If I have a data set like this one.
date PCP1 PCP2 PCP3 PCP4
1/1/1985 0 -99 -99 -99
1/2/1985 0 -99 -99 -99
1/3/1985 0 0 -99 -99
1/4/1985 0 0 -99 -99
1/5/1985 1 -99 1 1
1/6/1985 0 -99 -99 -99
1/7/1985 0 1 -99 0
1/8/1985 0 2 -99 3
1/9/1985 0 -99 -99 -99
And I want to create new data frames by only having the date column and one PCP column like this.. for df1..
df1 =
date PCP1
1/1/1985 0
1/2/1985 0
1/3/1985 0
1/4/1985 0
1/5/1985 1
1/6/1985 0
1/7/1985 0
1/8/1985 0
1/9/1985 0
and df2...
df2 =
date PCP2
1/1/1985 -99
1/2/1985 -99
1/3/1985 0
1/4/1985 0
1/5/1985 -99
1/6/1985 -99
1/7/1985 1
1/8/1985 2
1/9/1985 -99
and so on for df3.. and df4...
and I want to delete rows with -99 for each data frame that will result to...
df1 =
date PCP1
1/1/1985 0
1/2/1985 0
1/3/1985 0
1/4/1985 0
1/5/1985 1
1/6/1985 0
1/7/1985 0
1/8/1985 0
1/9/1985 0
and df2...
df2 =
date PCP2
1/3/1985 0
1/4/1985 0
1/7/1985 1
1/8/1985 2
I'm not sure if I made it right, but I have written the following code, but I'm not sure how to remove the rows with -99 while doing the for loop..
# first I created a list of pcp list
n_cols = 4
pcp_list = []
df_names = []
for i in range(1,n_cols):
item = "PCP" str(i)
pcp_list.append(item)
item_df = "df" str(i)
df_names.append(item_df)
# and then I have created a new df for each name on the list by creating a dict
dfs ={}
for dfn, name in zip(df_names, pcp_list):
dfs[dfn] = pd.DataFrame(df, columns=['date', name])

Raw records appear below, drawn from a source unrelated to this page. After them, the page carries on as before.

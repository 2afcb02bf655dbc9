//! Middleware layer.
//!
//! Middleware intercepts requests and responses and is the right place for
//! cross-cutting concerns: structured tracing, metrics, request-id injection,
//! and authentication-header inspection.
//!
//! Middleware here wraps any [`hyper::service::Service`] and is itself one,
//! so it composes with `service_fn`, with other wrappers, and with
//! [`Server::serve`](crate::Server::serve) alike:
//!
//! ```rust,no_run
//! use std::convert::Infallible;
//!
//! use bytes::Bytes;
//! use http_body_util::Full;
//! use hyper::service::service_fn;
//! use tsu_request_id::{Config, Server, context};
//!
//! # async fn run() -> Result<(), tsu_request_id::Error> {
//! let app = service_fn(|_req: http::Request<hyper::body::Incoming>| async {
//!     let id = context::get("");
//!     Ok::<_, Infallible>(http::Response::new(Full::new(Bytes::from(id))))
//! });
//!
//! let app = Config::new().with_excluded_paths(["^/healthz$"]).layer()?.layer(app);
//! Server::bind("0.0.0.0:3000").await?.serve(app).await
//! # }
//! ```

use std::future::Future;
use std::pin::Pin;

mod body;
mod request_id;

pub use body::RequestIdBody;
pub use request_id::{RequestId, RequestIdLayer, RequestIdService};

/// A heap-allocated, type-erased future.
///
/// `Pin<Box<…>>` lets the runtime poll the future in place; `Send + 'static`
/// lets tokio move it across worker threads.
pub type BoxFuture<T> = Pin<Box<dyn Future<Output = T> + Send + 'static>>;
//! Middleware configuration and loading.
//!
//! Build a [`Config`] in code, or load one with [`Config::load`], then turn
//! it into a [`RequestIdLayer`] with [`Config::layer`]. All validation
//! happens there: a layer that exists is a layer that is correctly configured.

use std::path::Path;

use figment::Figment;
use figment::providers::{Env, Format, Serialized, Toml};
use serde::{Deserialize, Serialize};

use crate::error::Error;
use crate::generator::IdGenerator;
use crate::middleware::RequestIdLayer;

/// Header name used for both directions unless overridden.
pub const DEFAULT_HEADER_NAME: &str = "request-id";

/// Prefix for environment overrides in [`Config::load`].
pub const ENV_PREFIX: &str = "REQUEST_ID_";

/// Request-id middleware options.
///
/// | field | default |
/// |---|---|
/// | `excluded_paths` | none |
/// | `incoming_request_id_header` | `request-id` |
/// | `outgoing_request_id_header` | `request-id` |
/// | `prefix` | empty |
/// | `skip_validate_header_name` | `false` |
/// | `generator` | random UUIDv4, hyphenated |
#[derive(Clone, Debug, Deserialize, Serialize)]
#[serde(default)]
pub struct Config {
    /// Regular expressions; a request whose path matches any of them is
    /// passed through untouched.
    pub excluded_paths: Vec<String>,

    /// Header read for propagation.
    pub incoming_request_id_header: String,

    /// Header appended to the response.
    pub outgoing_request_id_header: String,

    /// Prepended to generated ids. Propagated ids are used verbatim.
    pub prefix: String,

    pub skip_validate_header_name: bool,

    #[serde(skip)]
    pub generator: IdGenerator,
}

impl Default for Config {
    fn default() -> Self {
        Self {
            excluded_paths: Vec::new(),
            incoming_request_id_header: DEFAULT_HEADER_NAME.to_owned(),
            outgoing_request_id_header: DEFAULT_HEADER_NAME.to_owned(),
            prefix: String::new(),
            skip_validate_header_name: false,
            generator: IdGenerator::default(),
        }
    }
}

impl Config {
    pub fn new() -> Self {
        Self::default()
    }

    /// Loads options from, lowest to highest priority: defaults, the TOML
    /// file at `path` (skipped if missing), `REQUEST_ID_*` environment
    /// variables.
    ///
    /// The generator is not loadable; set it with [`Config::with_generator`].
    pub fn load(path: impl AsRef<Path>) -> Result<Self, Error> {
        let config: Config = Figment::from(Serialized::defaults(Config::default()))
            .merge(Toml::file(path.as_ref()))
            .merge(Env::prefixed(ENV_PREFIX))
            .extract()?;
        Ok(config)
    }

    pub fn with_excluded_paths<I, P>(mut self, patterns: I) -> Self
    where
        I: IntoIterator<Item = P>,
        P: Into<String>,
    {
        self.excluded_paths = patterns.into_iter().map(Into::into).collect();
        self
    }

    pub fn with_incoming_header(mut self, name: impl Into<String>) -> Self {
        self.incoming_request_id_header = name.into();
        self
    }

    pub fn with_outgoing_header(mut self, name: impl Into<String>) -> Self {
        self.outgoing_request_id_header = name.into();
        self
    }

    pub fn with_prefix(mut self, prefix: impl Into<String>) -> Self {
        self.prefix = prefix.into();
        self
    }

    pub fn with_skip_validate_header_name(mut self, skip: bool) -> Self {
        self.skip_validate_header_name = skip;
        self
    }

    pub fn with_generator(mut self, generator: IdGenerator) -> Self {
        self.generator = generator;
        self
    }

    /// Validates the options and builds the middleware layer.
    ///
    /// # Errors
    ///
    /// - [`Error::InvalidHeaderName`] if either header name breaks the
    ///   header-name grammar (unless `skip_validate_header_name`).
    /// - [`Error::InvalidExcludedPath`] if a pattern does not compile.
    pub fn layer(self) -> Result<RequestIdLayer, Error> {
        RequestIdLayer::new(self)
    }
}
//! Path exclusion.
//!
//! A request bypasses the middleware when any configured pattern matches
//! anywhere in its path. Patterns are unanchored regular expressions; add
//! `^` / `$` to pin them to the whole path.

use regex::Regex;

use crate::error::Error;

/// Compiled exclusion patterns. Empty means nothing is excluded.
#[derive(Clone, Debug, Default)]
pub struct ExcludedPaths {
    patterns: Vec<Regex>,
}

impl ExcludedPaths {
    /// Compiles every pattern, failing on the first invalid one.
    pub fn new<I, P>(patterns: I) -> Result<Self, Error>
    where
        I: IntoIterator<Item = P>,
        P: AsRef<str>,
    {
        let patterns = patterns
            .into_iter()
            .map(|p| {
                let p = p.as_ref();
                Regex::new(p).map_err(|source| Error::InvalidExcludedPath {
                    pattern: p.to_owned(),
                    source,
                })
            })
            .collect::<Result<Vec<_>, _>>()?;
        Ok(Self { patterns })
    }

    pub fn is_excluded(&self, path: &str) -> bool {
        self.patterns.iter().any(|re| re.is_match(path))
    }
}
//! Shared fixtures: the `/info` + `/excluded` application and request helpers.

#![allow(dead_code)]

use std::convert::Infallible;

use bytes::Bytes;
use http::{Request, Response, StatusCode};
use hyper::body::Body;
use http_body_util::{BodyExt, Full};
use tsu_request_id::context;

/// `/info` and `/excluded` answer with a small JSON body; the `x-seen-id`
/// header reports what the handler saw in the request context.
pub fn respond(path: &str) -> Response<Full<Bytes>> {
    let body: &'static [u8] = match path {
        "/info" => br#"{"message":"info"}"#,
        "/excluded" => br#"{"message":"excluded"}"#,
        _ => {
            return Response::builder()
                .status(StatusCode::NOT_FOUND)
                .body(Full::new(Bytes::new()))
                .unwrap();
        }
    };

    Response::builder()
        .header("content-type", "application/json")
        .header("x-seen-id", context::get(""))
        .body(Full::new(Bytes::from_static(body)))
        .unwrap()
}

pub async fn app(req: Request<Full<Bytes>>) -> Result<Response<Full<Bytes>>, Infallible> {
    tokio::task::yield_now().await;
    Ok(respond(req.uri().path()))
}

pub async fn incoming_app(
    req: Request<hyper::body::Incoming>,
) -> Result<Response<Full<Bytes>>, Infallible> {
    tokio::task::yield_now().await;
    Ok(respond(req.uri().path()))
}

pub fn get(path: &str) -> Request<Full<Bytes>> {
    get_with(path, &[])
}

pub fn get_with(path: &str, headers: &[(&str, &str)]) -> Request<Full<Bytes>> {
    let mut builder = Request::get(path);
    for (name, value) in headers {
        builder = builder.header(*name, *value);
    }
    builder.body(Full::new(Bytes::new())).unwrap()
}

pub fn header<'a, B>(res: &'a Response<B>, name: &str) -> Option<&'a str> {
    res.headers().get(name).map(|v| v.to_str().unwrap())
}

pub async fn body_string<B>(res: Response<B>) -> String
where
    B: Body,
    B::Error: std::fmt::Debug,
{
    let bytes = res.into_body().collect().await.unwrap().to_bytes();
    String::from_utf8(bytes.to_vec()).unwrap()
}

pub fn is_uuid_v4(s: &str) -> bool {
    uuid::Uuid::parse_str(s).is_ok_and(|u| u.get_version_num() == 4)
}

# and then I was hoping I could remove the rows with -99
for df, name in zip(dfs, pcp_list):
df[name] = dfs[df[name] = -99]
Any help will be appreciated!
Thank you!
CodePudding user response:
You can create in dictioanry comrehension DataFrames:
d = {k: v[v != -99].reset_index() for k,v in df.set_index('date').to_dict('series').items()}
Create variables by name is not recommended, but possible:
for i, (k, v) in enumerate(df.set_index('date').to_dict('series').items()):
globals()[f'df{i}'] = v[v != -99].reset_index()